Tag Archives: complex numbers

Complex ain’t so complex ! Learning to think!

Problem:

If 1, \omega, \omega^{2}, \omega^{3}, \ldots, \omega^{n} are the nth roots of unity, then find the value of (2-\omega)(2-\omega^{2})(2-\omega^{3})\ldots (2-\omega^{n-1}).

Solution:

Learning to think:

Compare it with what we know from our higher algebra — suppose we have to multiply out:

(x+a)(x+b)(x+c)(x+d). We know it is equal to the following:

x^{4}+(a+b+c+d)x^{3}+(ab+ac+ad+bc+bd+cd)x^{2}+(abc+acd+bcd+abd)x+abcd

If we examine the way in which the partial products are formed, we see that

(1) the term x^{4} is formed by taking the letter x out of each of the factors.

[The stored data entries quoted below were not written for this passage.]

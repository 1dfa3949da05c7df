//! Database backup: plain copy or zip-compressed archive.

use crate::config::Config;
use crate::db::oplog::oplog;
use crate::db::pool::DbPool;
use crate::errors::{AppError, AppResult};
use crate::export::fs_utils::ensure_writable;
use crate::ui::messages::success;
use std::fs::{self, File};
use std::io::Write;
use std::path::{Path, PathBuf};
use zip::CompressionMethod;
use zip::ZipWriter;
use zip::write::FileOptions;

pub struct BackupLogic;

impl BackupLogic {
    pub fn backup(
        pool: &mut DbPool,
        cfg: &Config,
        dest_file: &str,
        compress: bool,
    ) -> AppResult<()> {
        let src = Path::new(&cfg.database);
        let dest = crate::utils::path::expand_tilde(dest_file);

        if !src.exists() {
            return Err(std::io::Error::new(
                std::io::ErrorKind::NotFound,
                format!("Database not found: {}", src.display()),
            )
            .into());
        }

        if let Some(parent) = dest.parent() {
            fs::create_dir_all(parent)?;
        }

        ensure_writable(&dest, false)?;

        let final_path = if compress {
            write_zip(src, &dest)?
        } else {
            fs::copy(src, &dest)?;
            dest.clone()
        };

        success(format!("Backup created: {}", final_path.display()));

        oplog(
            &pool.conn,
            "backup",
            &final_path.to_string_lossy(),
            if compress {
                "compressed backup"
            } else {
                "plain backup"
            },
        )?;

        Ok(())
    }
}

fn write_zip(src: &Path, dest: &Path) -> AppResult<PathBuf> {
    let file = File::create(dest)?;
    let mut zip = ZipWriter::new(file);

    let options: FileOptions<'_, ()> =
        FileOptions::default().compression_method(CompressionMethod::Deflated);

    zip.start_file("watermeter.sqlite", options)
        .map_err(|e| AppError::Other(format!("Backup failed (start_file): {}", e)))?;

    let db_content = fs::read(src)?;
    zip.write_all(&db_content)?;

    zip.finish()
        .map_err(|e| AppError::Other(format!("Backup failed (finish): {}", e)))?;

    Ok(dest.to_path_buf())
}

(2) the terms involving x^{3} are formed by taking the letter x out of any three factors, in every possible way, and one of the letters a, b, c, d out of the remaining factor

(3) the terms involving x^{2} are formed by taking the letter x out of any two factors, in every possible way, and two of the letters a, b, c, d out of the remaining factors

(4) the terms involving x are formed by taking the letter x out of any one factor, and three out of the letters a, b, c, d out of the remaining factors.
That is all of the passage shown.